Всё действие спектакля сопровождают люди в защитных костюмах. Они деловито инвентаризируют одежду людей, обреченных на донацию: «бюстгальтер — одна штука, трусы женские — одна штука». Иногда они включаются в игру и начинают подыгрывать героям. Они смешно озвучивают лошадей в воображаемой конюшне Рут и создают ветер, дующий с моря, при помощи труб-шлангов. В программке слуги просцениума обозначены как «хозяева» просцениума. Их играют артисты Павел Александровский, Николай Белошицкий, Елена Димитрова, Руслан Колесин, Дмитрий Константинов и другие. Пандемийная жизнь настроила и зрительскую оптику — похожие люди в закрытой защитной одежде, в непроницаемых масках, стали для нас привычным зрелищем. Их появление уже не пугает нас так, как это было еще год или полтора назад.

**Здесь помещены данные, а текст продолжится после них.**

use miette::Diagnostic;
use thiserror::Error;

use hydra_source::{Severity, SourceLocation};

/// Non-fatal conditions recorded while building the DOM or resolving types.
///
/// None of these stop the run: the offending node is orphaned or its
/// dependency set shrinks, and the diagnostic is kept on the session for the
/// caller to report.
#[derive(Debug, Error, Diagnostic, Clone, PartialEq, Eq)]
pub enum DomDiagnostic {
    /// The semantic parent of a declaration is not (yet) part of the DOM.
    #[error("{location}: owner `{owner}` of `{name}` is not in the model, declaration dropped")]
    #[diagnostic(
        code(hydra_dom::unresolved_owner),
        severity(Warning),
        help("the owner is usually declared in a header that was not parsed")
    )]
    UnresolvedOwner {
        name: String,
        owner: String,
        location: SourceLocation,
    },

    /// The owner's acceptance table does not allow this child, or the
    /// relocation from the lexical container is not permitted.
    #[error("{location}: `{owner}` does not accept {child_kind} `{name}`")]
    #[diagnostic(code(hydra_dom::rejected_child), severity(Advice))]
    RejectedChild {
        name: String,
        child_kind: String,
        owner: String,
        location: SourceLocation,
    },

    /// A type-bearing node whose type could not be mapped to any node.
    #[error("{location}: cannot resolve type `{spelling}` of `{name}`")]
    #[diagnostic(code(hydra_dom::unresolved_type), severity(Warning))]
    UnresolvedType {
        name: String,
        spelling: String,
        location: SourceLocation,
    },

    /// A base specifier without a usable record behind it.
    #[error("{location}: base `{base}` of `{name}` cannot be resolved")]
    #[diagnostic(
        code(hydra_dom::unresolved_base),
        severity(Warning),
        help("the record is kept without this base unless the policy drops such records")
    )]
    UnresolvedBase {
        name: String,
        base: String,
        location: SourceLocation,
    },

    /// A record that lists itself among its bases.
    #[error("{location}: `{name}` resolves to its own base")]
    #[diagnostic(code(hydra_dom::self_base), severity(Warning))]
    SelfBase { name: String, location: SourceLocation },

    /// A diagnostic the front end reported while parsing.
    #[error("{location}: {severity:?}: {message}")]
    #[diagnostic(code(hydra_dom::parse_diagnostic), severity(Advice))]
    ParseDiagnostic {
        severity: Severity,
        message: String,
        location: SourceLocation,
    },
}

impl DomDiagnostic {
    pub fn location(&self) -> &SourceLocation {
        match self {
            DomDiagnostic::UnresolvedOwner { location, .. }
            | DomDiagnostic::RejectedChild { location, .. }
            | DomDiagnostic::UnresolvedType { location, .. }
            | DomDiagnostic::UnresolvedBase { location, .. }
            | DomDiagnostic::SelfBase { location, .. }
            | DomDiagnostic::ParseDiagnostic { location, .. } => location,
        }
    }
}

/// Failure to look a qualified path up in the DOM.
#[derive(Debug, Error, Diagnostic, Clone, PartialEq, Eq)]
pub enum LookupError {
    #[error("`{segment}` not found while looking up `{path}`")]
    #[diagnostic(code(hydra_dom::not_found))]
    NotFound { path: String, segment: String },

    #[error("`{segment}` is ambiguous while looking up `{path}` ({count} candidates)")]
    #[diagnostic(
        code(hydra_dom::ambiguous),
        help("overloaded names can only be the last segment of a path")
    )]
    Ambiguous {
        path: String,
        segment: String,
        count: usize,
    },

    #[error("empty lookup path")]
    #[diagnostic(code(hydra_dom::empty_path))]
    EmptyPath,
}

Хозяева просцениума не обязаны чувствовать. Их практическая механистичность не оставляет шансов на исполнение мечтаний героев и убивает надежду. Кино под названием «Последняя надежда» снято, можно расходиться.

 

Режиссер спектакля сам придумал для него жанр — альтернативная фантастика. Здесь разыгрывается история, которая могла бы случиться, если бы… Конечно, это обманка. Всё уже случилось. Вопрос, который мы можем задать себе, — вечный гамлетовский вопрос.

Возможно, не все режиссерские ходы зритель с осваивает с ходу. Наверняка кто-то смотрит это представление как мелодраму — для этого есть все основания: любовная история, грустная музыка. На мой взгляд, впечатление размывает избыток визуализации на сцене: иллюстрируются и подписываются все ходы, возможно, отвлекая внимание от человека. Некоторые ассоциации сбивают с толку: много разностилевых вещей — от одежды до способов существования на сцене. Вместе с тем спектакль из разных частей, снов, осколков жизни сложился в историю, актуальность которой можно чувствовать в любое время, но в наше, наверное, особенно.